One chapter tells about the period prior to the declaration of the state. “I deeply hope that we really do win but until that happens we shall have to pray a great deal and make a huge effort,” says one of the characters. “The Arabs will not sit quietly. They will not agree to stop until Heaven forbid they wipe out every settlement and every Jewish dot on the map! You must know: The Arabs have a clear plan about how to attack every settlement, to conquer the place, to burn all the houses and Heaven forbid to throw us all into the sea.”
In another chapter there is a discussion of Jewish law on milking cows on the Sabbath. “When we were outside the land no one ever even thought about touching his cow on the Sabbath. They just called in the gentile neighbor and he did the work for us. But here, in our land, that’s not how it goes. The Arab gentiles live in villages of their own and we have no desire to have them here among us, and along the way they might also harm us or spy on us.”
The March of Books program is a long-established Education Ministry project that aims to encourage children and teens to read books. Last year more than 1,300 schools and about 900 kindergartens from all sectors participated in the project. Youngsters in grades 1 through 12 read books from the list and other books they choose themselves, and in the end they select their favorite. Reading lists for the various age groups are set by a 14-member committee of Education Ministry officials, librarians and experts on literature.
In response to the Rozen book’s entry to the reading list, a literature teacher in the south said: ”Why is it that the religious schools are allowed to say that a certain book doesn’t suit them but at the same time it’s permissible to push anything they want into the secular schools, even if it borders on incitement and racism? Instead of stopping hatred of the other for a moment, the Education Ministry is also fanning the hatred.”
For many years there was just one list of recommended books for both education systems. In the 2013-2014 school year, when Rabbi Shay Piron was minister of education, for the first time separate but partially overlapping lists were published for religious and non-religious high schools. For the past two years, on the single list for younger children, books considered unsuitable for use in the religious education system have been marked by asterisks.

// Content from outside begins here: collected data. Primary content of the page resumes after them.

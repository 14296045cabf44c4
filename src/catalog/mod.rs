//! ═══════════════════════════════════════════════════════════════════════════════
//! CATALOG — Named Reference States and Nearest-Neighbour Lookup
//! ═══════════════════════════════════════════════════════════════════════════════
//!
//! Answers: "Which known state does this one most resemble?"
//!
//! A catalog is an append-only list of named reference states sitting on top of
//! a `NeighborIndex`. Seeding computes density once and stores it alongside the
//! raw vector. Queries rank entries by Euclidean distance in the five-axis space.
//!
//! - Fewer than k entries: every entry comes back
//! - Empty catalog: empty result, never an error
//! - `reset` drops everything; there is no update or single delete
//! ═══════════════════════════════════════════════════════════════════════════════

pub mod memory;

pub use memory::InMemoryIndex;

use crate::calibration::CalibrationProvider;
use crate::error::{ConduitError, ConduitResult};
use crate::state::StateVector;
use serde::{Deserialize, Serialize};
use std::collections::HashSet;
use std::fs;
use std::path::Path;
use uuid::Uuid;

// ═══════════════════════════════════════════════════════════════════════════════
// INDEX CONTRACT
// ═══════════════════════════════════════════════════════════════════════════════

/// Metadata stored next to each vector in the index
#[derive(Debug, Clone, PartialEq, Serialize, Deserialize)]
pub struct EntryMetadata {
    pub name: String,
    pub description: String,
    /// Density computed at seed time
    pub density: f64,
}

/// One ranked result from an index
#[derive(Debug, Clone, PartialEq, Serialize, Deserialize)]
pub struct IndexHit {
    pub id: Uuid,
    pub distance: f64,
    pub metadata: EntryMetadata,
}

/// Any store that can add vectors and return the k closest.
///
/// `query` returns hits in ascending distance and at most `k` of them.
pub trait NeighborIndex {
    fn add(&mut self, id: Uuid, vector: [f64; 5], metadata: EntryMetadata);
    fn query(&self, vector: &[f64; 5], k: usize) -> Vec<IndexHit>;
    fn count(&self) -> usize;
    fn reset(&mut self);
}

// ═══════════════════════════════════════════════════════════════════════════════
// CATALOG
// ═══════════════════════════════════════════════════════════════════════════════

/// A seeded reference state
#[derive(Debug, Clone, PartialEq, Serialize, Deserialize)]
pub struct CatalogEntry {
    pub id: Uuid,
    pub name: String,
    pub description: String,
    pub state: StateVector,
    pub density: f64,
    /// RFC 3339
    pub seeded_at: String,
}

impl CatalogEntry {
    fn metadata(&self) -> EntryMetadata {
        EntryMetadata {
            name: self.name.clone(),
            description: self.description.clone(),
            density: self.density,
        }
    }
}

/// A query result
#[derive(Debug, Clone, PartialEq, Serialize, Deserialize)]
pub struct Neighbor {
    pub id: Uuid,
    pub name: String,
    pub distance: f64,
    pub metadata: EntryMetadata,
}

impl From<IndexHit> for Neighbor {
    fn from(hit: IndexHit) -> Self {
        Self {
            id: hit.id,
            name: hit.metadata.name.clone(),
            distance: hit.distance,
            metadata: hit.metadata,
        }
    }
}

pub struct Catalog<I: NeighborIndex = InMemoryIndex> {
    index: I,
    entries: Vec<CatalogEntry>,
}

impl Catalog<InMemoryIndex> {
    pub fn in_memory() -> Self {
        Self::with_index(InMemoryIndex::new())
    }
}

impl Default for Catalog<InMemoryIndex> {
    fn default() -> Self {
        Self::in_memory()
    }
}

impl<I: NeighborIndex> Catalog<I> {
    /// Wrap an index. Whatever the index already holds is dropped.
    pub fn with_index(mut index: I) -> Self {
        index.reset();
        Self {
            index,
            entries: Vec::new(),
        }
    }

    /// Add a named state; returns its id
    pub fn seed(&mut self, name: &str, state: &StateVector, description: &str) -> Uuid {
        let entry = CatalogEntry {
            id: Uuid::new_v4(),
            name: name.to_string(),
            description: description.to_string(),
            state: state.clone(),
            density: state.density(),
            seeded_at: chrono::Utc::now().to_rfc3339(),
        };
        let id = entry.id;
        self.push(entry);
        id
    }

    fn push(&mut self, entry: CatalogEntry) {
        self.index
            .add(entry.id, entry.state.to_array(), entry.metadata());
        self.entries.push(entry);
    }

    /// Seed every state the provider knows, keyed by its lookup name
    pub fn seed_grounded(&mut self, provider: &dyn CalibrationProvider) -> ConduitResult<usize> {
        let states = provider.grounded_states()?;
        for (key, grounded) in &states {
            let state = grounded.to_state_vector()?;
            self.seed(key, &state, &grounded.notes);
        }
        Ok(states.len())
    }

    /// Up to k nearest entries, closest first
    pub fn find_neighbors(&self, query: &StateVector, k: usize) -> Vec<Neighbor> {
        self.rank(&query.to_array(), k)
    }

    /// Query with a raw `[φ, τ, ρ, H, κ]` row. The row is validated like any
    /// other state, so NaN or out-of-range values are a domain error.
    pub fn query_vector(&self, vector: &[f64; 5], k: usize) -> ConduitResult<Vec<Neighbor>> {
        let query = StateVector::from_array(*vector)?;
        Ok(self.rank(&query.to_array(), k))
    }

    fn rank(&self, vector: &[f64; 5], k: usize) -> Vec<Neighbor> {
        if k == 0 || self.index.count() == 0 {
            return Vec::new();
        }
        self.index
            .query(vector, k.min(self.index.count()))
            .into_iter()
            .map(Neighbor::from)
            .collect()
    }

    /// Closest single entry, if any
    pub fn nearest(&self, query: &StateVector) -> Option<Neighbor> {
        self.find_neighbors(query, 1).into_iter().next()
    }

    /// First entry seeded under `name`
    pub fn get(&self, name: &str) -> ConduitResult<&CatalogEntry> {
        self.entries.iter().find(|e| e.name == name).ok_or_else(|| {
            ConduitError::not_found(
                "catalog entry",
                name,
                self.entries.iter().map(|e| e.name.as_str()),
            )
        })
    }

    pub fn entries(&self) -> &[CatalogEntry] {
        &self.entries
    }

    pub fn count(&self) -> usize {
        self.index.count()
    }

    pub fn is_empty(&self) -> bool {
        self.count() == 0
    }

    /// Drop the entire catalog
    pub fn reset(&mut self) {
        self.index.reset();
        self.entries.clear();
    }

    // ═══════════════════════════════════════════════════════════════════════════
    // SNAPSHOTS
    // ═══════════════════════════════════════════════════════════════════════════

    pub fn snapshot(&self) -> CatalogSnapshot {
        CatalogSnapshot {
            version: SNAPSHOT_VERSION,
            saved_at: chrono::Utc::now().to_rfc3339(),
            entries: self.entries.clone(),
        }
    }

    /// Rebuild on top of `index` from a snapshot; ids and seed times are kept.
    ///
    /// Every stored density must match the density of its own vector and ids
    /// must be unique, otherwise the whole snapshot is refused.
    pub fn restore(index: I, snapshot: CatalogSnapshot) -> ConduitResult<Self> {
        if snapshot.version != SNAPSHOT_VERSION {
            return Err(ConduitError::InvalidArgument(format!(
                "unsupported catalog snapshot version {} (expected {})",
                snapshot.version, SNAPSHOT_VERSION
            )));
        }
        let mut seen = HashSet::with_capacity(snapshot.entries.len());
        for entry in &snapshot.entries {
            if !seen.insert(entry.id) {
                return Err(ConduitError::InvalidArgument(format!(
                    "duplicate catalog id {} ('{}')",
                    entry.id, entry.name
                )));
            }
            let actual = entry.state.density();
            if (entry.density - actual).abs() > DENSITY_TOLERANCE {
                return Err(ConduitError::InvalidArgument(format!(
                    "entry '{}' stores density {} but its vector gives {}",
                    entry.name, entry.density, actual
                )));
            }
        }

        let mut catalog = Self::with_index(index);
        for entry in snapshot.entries {
            catalog.push(entry);
        }
        Ok(catalog)
    }

    /// Write the entry list as pretty JSON, creating parent directories
    pub fn save_snapshot(&self, path: &Path) -> ConduitResult<()> {
        if let Some(parent) = path.parent() {
            if !parent.as_os_str().is_empty() {
                fs::create_dir_all(parent)?;
            }
        }
        let json = serde_json::to_string_pretty(&self.snapshot())?;
        fs::write(path, json)?;
        Ok(())
    }
}

impl Catalog<InMemoryIndex> {
    pub fn load_snapshot(path: &Path) -> ConduitResult<Self> {
        let json = fs::read_to_string(path)?;
        let snapshot: CatalogSnapshot = serde_json::from_str(&json)?;
        Self::restore(InMemoryIndex::new(), snapshot)
    }
}

pub const SNAPSHOT_VERSION: u32 = 1;

/// Allowed gap between a stored density and the recomputed one
const DENSITY_TOLERANCE: f64 = 1e-9;

/// On-disk form of a catalog
#[derive(Debug, Clone, Serialize, Deserialize)]
pub struct CatalogSnapshot {
    pub version: u32,
    pub saved_at: String,
    pub entries: Vec<CatalogEntry>,
}

// ═══════════════════════════════════════════════════════════════════════════════
// TESTS
// ═══════════════════════════════════════════════════════════════════════════════

#[cfg(test)]
mod tests {
    use super::*;
    use crate::calibration::StandardCalibration;

    fn sv(i: f64, t: f64, b: f64, h: f64, k: f64) -> StateVector {
        StateVector::new(i, t, b, h, k).unwrap()
    }

    fn small() -> Catalog {
        let mut catalog = Catalog::in_memory();
        catalog.seed("wake", &sv(0.80, 0.50, 0.55, 0.50, 0.50), "baseline");
        catalog.seed("propofol", &sv(0.20, 0.10, 0.24, 0.35, 0.20), "anesthesia");
        catalog.seed("flow", &sv(0.92, 0.70, 0.70, 0.45, 0.75), "optimal");
        catalog
    }

    #[test]
    fn test_exact_query_finds_itself() {
        let catalog = small();
        let hit = catalog
            .nearest(&sv(0.20, 0.10, 0.24, 0.35, 0.20))
            .unwrap();
        assert_eq!(hit.name, "propofol");
        assert!(hit.distance.abs() < 1e-12);
        assert_eq!(hit.metadata.description, "anesthesia");
    }

    #[test]
    fn test_density_stored_at_seed_time() {
        let catalog = small();
        let entry = catalog.get("wake").unwrap();
        assert_eq!(entry.density, entry.state.density());
        let hit = catalog.nearest(&entry.state).unwrap();
        assert_eq!(hit.metadata.density, entry.density);
    }

    #[test]
    fn test_k_larger_than_catalog_returns_all() {
        let catalog = small();
        let hits = catalog.find_neighbors(&sv(0.5, 0.5, 0.5, 0.5, 0.5), 10);
        assert_eq!(hits.len(), 3);
        assert!(hits.windows(2).all(|w| w[0].distance <= w[1].distance));
    }

    #[test]
    fn test_empty_catalog_is_not_an_error() {
        let catalog = Catalog::in_memory();
        assert!(catalog.find_neighbors(&sv(0.5, 0.5, 0.5, 0.5, 0.5), 3).is_empty());
        assert!(catalog.nearest(&sv(0.5, 0.5, 0.5, 0.5, 0.5)).is_none());
    }

    #[test]
    fn test_zero_k_returns_nothing() {
        assert!(small().find_neighbors(&sv(0.5, 0.5, 0.5, 0.5, 0.5), 0).is_empty());
    }

    #[test]
    fn test_lookup_miss_lists_names() {
        let catalog = small();
        let err = catalog.get("coma").unwrap_err();
        match err {
            ConduitError::NotFound { name, available, .. } => {
                assert_eq!(name, "coma");
                assert_eq!(available, vec!["wake", "propofol", "flow"]);
            }
            other => panic!("unexpected error: {other}"),
        }
    }

    #[test]
    fn test_reset_drops_everything() {
        let mut catalog = small();
        catalog.reset();
        assert!(catalog.is_empty());
        assert!(catalog.entries().is_empty());
        assert!(catalog.get("wake").is_err());
    }

    #[test]
    fn test_seed_grounded_states() {
        let mut catalog = Catalog::in_memory();
        let n = catalog.seed_grounded(&StandardCalibration).unwrap();
        assert_eq!(n, 17);
        assert_eq!(catalog.count(), 17);

        let ketamine = catalog.get("ketamine_anesthesia").unwrap();
        let hit = catalog.nearest(&ketamine.state).unwrap();
        assert_eq!(hit.name, "ketamine_anesthesia");
    }

    #[test]
    fn test_snapshot_restore_keeps_ids() {
        let catalog = small();
        let restored = Catalog::restore(InMemoryIndex::new(), catalog.snapshot()).unwrap();
        assert_eq!(restored.entries(), catalog.entries());
        assert_eq!(restored.count(), 3);
    }

    #[test]
    fn test_snapshot_version_checked() {
        let mut snapshot = small().snapshot();
        snapshot.version = 99;
        assert!(Catalog::restore(InMemoryIndex::new(), snapshot).is_err());
    }

    #[test]
    fn test_query_vector_validates_row() {
        let catalog = small();
        let hits = catalog.query_vector(&[0.20, 0.10, 0.24, 0.35, 0.20], 1).unwrap();
        assert_eq!(hits[0].name, "propofol");

        for bad in [
            [f64::NAN, 0.5, 0.5, 0.5, 0.5],
            [0.5, 0.5, 1.5, 0.5, 0.5],
            [0.5, 0.5, 0.5, -0.1, 0.5],
        ] {
            assert!(matches!(
                catalog.query_vector(&bad, 3),
                Err(ConduitError::Domain { .. })
            ));
        }
    }
}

Among the “unsuitable” books is the Israeli classic, “The Girl I Love,” a story in verse by Yehuda Atlas with illustrations by Danny Kerman. The book jacket states that the protagonist, a boy in elementary school, “looks around with a very sharp eye that is critical of adults’ errors and phoniness and tries to understand the world he lives in, and himself.” The first verse reads: “The girl I love / Loves another kid / So maybe I’ll become a poet / When I am big. “
A source familiar with the details says the reason for declaring the book unsuitable for religious schools is that “the outlook of the boy in the poem is not the outlook of a child from a religious family, who takes care to honor his father and mother and to speak politely.”
In response, Atlas told Haaretz: “This is another phase in an overall process of censorship of non-profit organizations and the civics textbook. In fact, this isn’t a creeping process but rather one that is racing ahead very fast. Religious children are as critical of their parents as secular children are. The attempt by the religious education system to feed them only olive oil will cause them to lash out at the establishment and lose their faith in it.
“When I write books,” Atlas continued, “I don’t intend them for one particular sector or another. The child I write for has a very good eye for when adults falsify, don’t tell the truth or complain needlessly. We all have human moments like that. And this child tells the truth, among other things about relationships between children and within the family.”
Among the books tagged as unsuitable for young children is a new Hebrew translation of “Madicken” by Swedish author Astrid Lundgren.
Education Ministry spokesman Amos Shavit declined to address the issue.